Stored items

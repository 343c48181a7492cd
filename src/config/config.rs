// src/config/config.rs
use crate::{miner::BinaryArguments, pools, utils::error::MinerError};
use serde::{Deserialize, Serialize};
use std::path::PathBuf;
use std::time::Duration;
use url::Url;

/// Main configuration structure for the driver
///
/// Says where the miner binary and its data live and which pool
/// to mine on.
#[derive(Debug, Serialize, Deserialize)]
pub struct Config {
    /// Miner binary and runtime settings
    pub miner: MinerSettings,

    /// Pool connection (explicit stratum or pool preset)
    pub connection: ConnectionConfig,
}

/// Settings for running the miner binary
#[derive(Debug, Serialize, Deserialize)]
pub struct MinerSettings {
    /// Path to the VerthashMiner executable
    pub binary: PathBuf,

    /// Directory for generated configs and `verthash.dat`
    /// (default: `./data`)
    #[serde(default = "default_data_dir")]
    pub data_dir: PathBuf,

    /// Echo miner output and parse diagnostics at debug level
    #[serde(default)]
    pub debug: bool,

    /// Keep integrated (Intel) GPUs in the miner config
    #[serde(default)]
    pub allow_integrated: bool,

    /// Seconds between hashrate log lines (default: 60)
    #[serde(default = "default_report_interval")]
    pub report_interval_secs: u64,
}

/// How the miner connects to its pool
#[derive(Debug, Serialize, Deserialize)]
#[serde(rename_all = "lowercase")]
pub enum ConnectionConfig {
    /// Explicit stratum credentials
    Stratum(StratumConfig),

    /// Known pool preset plus payout address
    Pool(PoolPresetConfig),
}

/// Explicit stratum connection
#[derive(Debug, Clone, Serialize, Deserialize)]
pub struct StratumConfig {
    /// Stratum URL (e.g., "stratum+tcp://pool.example.com:3333")
    pub url: String,
    /// Stratum username, usually the payout address
    pub username: String,
    /// Stratum password (often "x" if not required)
    #[serde(default = "default_password")]
    pub password: String,
}

/// Pool preset selection
#[derive(Debug, Clone, Serialize, Deserialize)]
pub struct PoolPresetConfig {
    /// Preset name, e.g. "woolypooly"
    pub name: String,
    /// Payout address
    pub address: String,
}

fn default_data_dir() -> PathBuf {
    PathBuf::from("data")
}

fn default_report_interval() -> u64 {
    60
}

fn default_password() -> String {
    "x".into()
}

impl Config {
    /// Loads and validates configuration from a file
    ///
    /// # Arguments
    /// * `path` - Path to the configuration file (TOML format)
    ///
    /// # Returns
    /// * `Ok(Config)` - Successfully loaded configuration
    /// * `Err(MinerError)` - If file couldn't be read, parsed or validated
    pub fn load(path: impl Into<PathBuf>) -> Result<Self, MinerError> {
        let path = path.into();
        let config_str = std::fs::read_to_string(&path).map_err(|e| {
            MinerError::ConfigError(format!(
                "Failed to read config at {}: {}",
                path.display(),
                e
            ))
        })?;

        let config: Config = toml::from_str(&config_str)?;
        config.validate()?;
        Ok(config)
    }

    /// Checks values the miner cannot start without
    pub fn validate(&self) -> Result<(), MinerError> {
        if self.miner.binary.as_os_str().is_empty() {
            return Err(MinerError::ConfigError("miner.binary must be set".into()));
        }
        if self.miner.report_interval_secs == 0 {
            return Err(MinerError::ConfigError(
                "miner.report_interval_secs must be positive".into(),
            ));
        }

        match &self.connection {
            ConnectionConfig::Stratum(stratum) => {
                Url::parse(&stratum.url)?;
                if stratum.username.is_empty() {
                    return Err(MinerError::ConfigError(
                        "connection.stratum.username must be set".into(),
                    ));
                }
            }
            ConnectionConfig::Pool(preset) => {
                if preset.address.is_empty() {
                    return Err(MinerError::ConfigError(
                        "connection.pool.address must be set".into(),
                    ));
                }
                pools::pool_by_name(&preset.name, &preset.address)?;
            }
        }
        Ok(())
    }

    /// Resolves the connection into miner arguments
    pub fn binary_arguments(&self) -> Result<BinaryArguments, MinerError> {
        match &self.connection {
            ConnectionConfig::Stratum(stratum) => Ok(BinaryArguments {
                stratum_url: stratum.url.clone(),
                stratum_username: stratum.username.clone(),
                stratum_password: stratum.password.clone(),
                enable_integrated: self.miner.allow_integrated,
            }),
            ConnectionConfig::Pool(preset) => {
                let pool = pools::pool_by_name(&preset.name, &preset.address)?;
                log::info!("Mining on {} (fee {:.2}%)", pool.name(), pool.fee());
                Ok(pool.binary_arguments(self.miner.allow_integrated))
            }
        }
    }

    /// Interval between hashrate reports
    pub fn report_interval(&self) -> Duration {
        Duration::from_secs(self.miner.report_interval_secs)
    }

    /// Generates a configuration template string
    ///
    /// # Arguments
    /// * `pool` - Use a pool preset instead of explicit stratum settings
    ///
    /// # Returns
    /// String containing a commented TOML configuration template
    pub fn generate_template(pool: bool) -> String {
        let mut template = String::new();
        template.push_str("# Verthash miner driver configuration\n\n");
        template.push_str("[miner]\n");
        template.push_str("# Path to the VerthashMiner executable\n");
        template.push_str("binary = \"./VerthashMiner\"\n");
        template.push_str("# Directory for generated configs and verthash.dat\n");
        template.push_str("data_dir = \"./data\"\n");
        template.push_str("# Log every miner output line\n");
        template.push_str("debug = false\n");
        template.push_str("# Keep integrated (Intel) GPUs\n");
        template.push_str("allow_integrated = false\n");
        template.push_str("# Seconds between hashrate reports\n");
        template.push_str("report_interval_secs = 60\n\n");

        if pool {
            template.push_str("# Pool preset (supported: woolypooly)\n");
            template.push_str("[connection.pool]\n");
            template.push_str("name = \"woolypooly\"\n");
            template.push_str("address = \"your_vtc_address\"\n");
        } else {
            template.push_str("# Stratum connection\n");
            template.push_str("[connection.stratum]\n");
            template.push_str("url = \"stratum+tcp://pool.example.com:3333\"\n");
            template.push_str("username = \"your_vtc_address\"\n");
            template.push_str("password = \"x\"\n");
        }

        template
    }
}

#[cfg(test)]
mod tests {
    use super::*;

    #[test]
    fn test_stratum_template_loads() {
        let config: Config = toml::from_str(&Config::generate_template(false)).expect("parse");
        config.validate().expect("valid template");

        let args = config.binary_arguments().expect("arguments");
        assert_eq!(args.stratum_url, "stratum+tcp://pool.example.com:3333");
        assert_eq!(args.stratum_password, "x");
        assert!(!args.enable_integrated);
        assert_eq!(config.report_interval(), Duration::from_secs(60));
    }

    #[test]
    fn test_pool_template_loads() {
        let config: Config = toml::from_str(&Config::generate_template(true)).expect("parse");
        config.validate().expect("valid template");

        let args = config.binary_arguments().expect("arguments");
        assert_eq!(args.stratum_url, "stratum+tcp://pool.woolypooly.com:3102");
        assert_eq!(args.stratum_username, "your_vtc_address");
    }

    #[test]
    fn test_defaults_applied() {
        let config: Config = toml::from_str(
            "[miner]\nbinary = \"vm\"\n[connection.stratum]\nurl = \"stratum+tcp://h:1\"\nusername = \"u\"\n",
        )
        .expect("parse");

        assert_eq!(config.miner.data_dir, PathBuf::from("data"));
        assert!(!config.miner.debug);
        assert_eq!(config.miner.report_interval_secs, 60);
        assert_eq!(config.binary_arguments().unwrap().stratum_password, "x");
    }

    #[test]
    fn test_invalid_url_rejected() {
        let config: Config = toml::from_str(
            "[miner]\nbinary = \"vm\"\n[connection.stratum]\nurl = \"not a url\"\nusername = \"u\"\n",
        )
        .expect("parse");
        assert!(matches!(config.validate(), Err(MinerError::UrlError(_))));
    }

    #[test]
    fn test_unknown_pool_rejected() {
        let config: Config = toml::from_str(
            "[miner]\nbinary = \"vm\"\n[connection.pool]\nname = \"nopool\"\naddress = \"V\"\n",
        )
        .expect("parse");
        assert!(matches!(config.validate(), Err(MinerError::InputError(_))));
    }

    #[test]
    fn test_load_missing_file() {
        let result = Config::load("/nonexistent/driver.toml");
        assert!(matches!(result, Err(MinerError::ConfigError(_))));
    }

    #[test]
    fn test_load_from_file() {
        let dir = tempfile::tempdir().expect("create temp dir");
        let path = dir.path().join("driver.toml");
        std::fs::write(&path, Config::generate_template(false)).expect("write config");

        let config = Config::load(&path).expect("load");
        assert_eq!(config.miner.binary, PathBuf::from("./VerthashMiner"));
    }
}
use polyroot_core::TermError;

use crate::{Exponent, Side, Term, balance, tokenize::EQUALS_MARKER};

/// Balanced terms split into those that carry the variable and those that don't.
#[derive(Debug, Clone, Default, PartialEq)]
pub struct Classified {
    pub variables: Vec<Term>,
    pub constants: Vec<Term>,
}

/// Variable terms bucketed by exponent.
#[derive(Debug, Clone, Default, PartialEq)]
pub struct ByPower {
    pub first: Vec<Term>,
    pub second: Vec<Term>,
    pub third: Vec<Term>,
}

/// Parses raw terms and separates variable terms from constants.
///
/// The [`EQUALS_MARKER`] segment switches to the right-hand side and produces
/// no term. Every term is [`balance`]d for the side it was written on, so the
/// result describes `P(x) = 0`.
///
/// # Errors
///
/// Returns a [`TermError`] for the first raw term that fails to parse.
pub fn classify<S: AsRef<str>>(raw_terms: &[S]) -> Result<Classified, TermError> {
    let mut side = Side::Left;
    let mut classified = Classified::default();

    for raw in raw_terms {
        let raw = raw.as_ref();
        if raw == EQUALS_MARKER {
            side = Side::Right;
            continue;
        }

        let term = balance(Term::parse(raw)?, side);
        if term.is_variable() {
            classified.variables.push(term);
        } else {
            classified.constants.push(term);
        }
    }

    Ok(classified)
}

/// Buckets variable terms by their exponent.
///
/// Constant terms are ignored.
#[must_use]
pub fn separate_by_power(variables: &[Term]) -> ByPower {
    let mut by_power = ByPower::default();
    for &term in variables {
        match term.exponent {
            Exponent::Cubic => by_power.third.push(term),
            Exponent::Quadratic => by_power.second.push(term),
            Exponent::Linear => by_power.first.push(term),
            Exponent::Constant => {}
        }
    }
    by_power
}

#[cfg(test)]
mod tests {
    use super::*;

    use crate::normalize;

    fn rendered(terms: &[Term]) -> Vec<String> {
        terms.iter().map(ToString::to_string).collect()
    }

    #[test]
    fn splits_variables_and_constants() {
        let classified = classify(&normalize("x^3+x^2+3=3+x-2x^2")).expect("should classify");

        assert_eq!(rendered(&classified.variables), ["+x^3", "+x^2", "-x", "+2x^2"]);
        assert_eq!(rendered(&classified.constants), ["+3", "-3"]);
    }

    #[test]
    fn marker_produces_no_term() {
        let classified = classify(&["x", "=", "4"]).expect("should classify");
        assert_eq!(classified.variables.len(), 1);
        assert_eq!(rendered(&classified.constants), ["-4"]);
    }

    #[test]
    fn reports_the_failing_term() {
        let err = classify(&["2x", "=", "3y"]).expect_err("should fail");
        assert_eq!(err, TermError::InvalidCoefficient { term: "3y".into() });
    }

    #[test]
    fn buckets_highest_power_correctly() {
        let classified = classify(&normalize("x^3+2x^2+x-4x^3=x^2")).expect("should classify");
        let by_power = separate_by_power(&classified.variables);

        assert_eq!(rendered(&by_power.first), ["+x"]);
        assert_eq!(rendered(&by_power.second), ["+2x^2", "-x^2"]);
        assert_eq!(rendered(&by_power.third), ["+x^3", "-4x^3"]);
    }
}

* **Problem to work on**:
From the entries above, copy every line that holds the word "ConnectionConfig".

* **Final answer**:
    pub connection: ConnectionConfig,
pub enum ConnectionConfig {
            ConnectionConfig::Stratum(stratum) => {
            ConnectionConfig::Pool(preset) => {
            ConnectionConfig::Stratum(stratum) => Ok(BinaryArguments {
            ConnectionConfig::Pool(preset) => {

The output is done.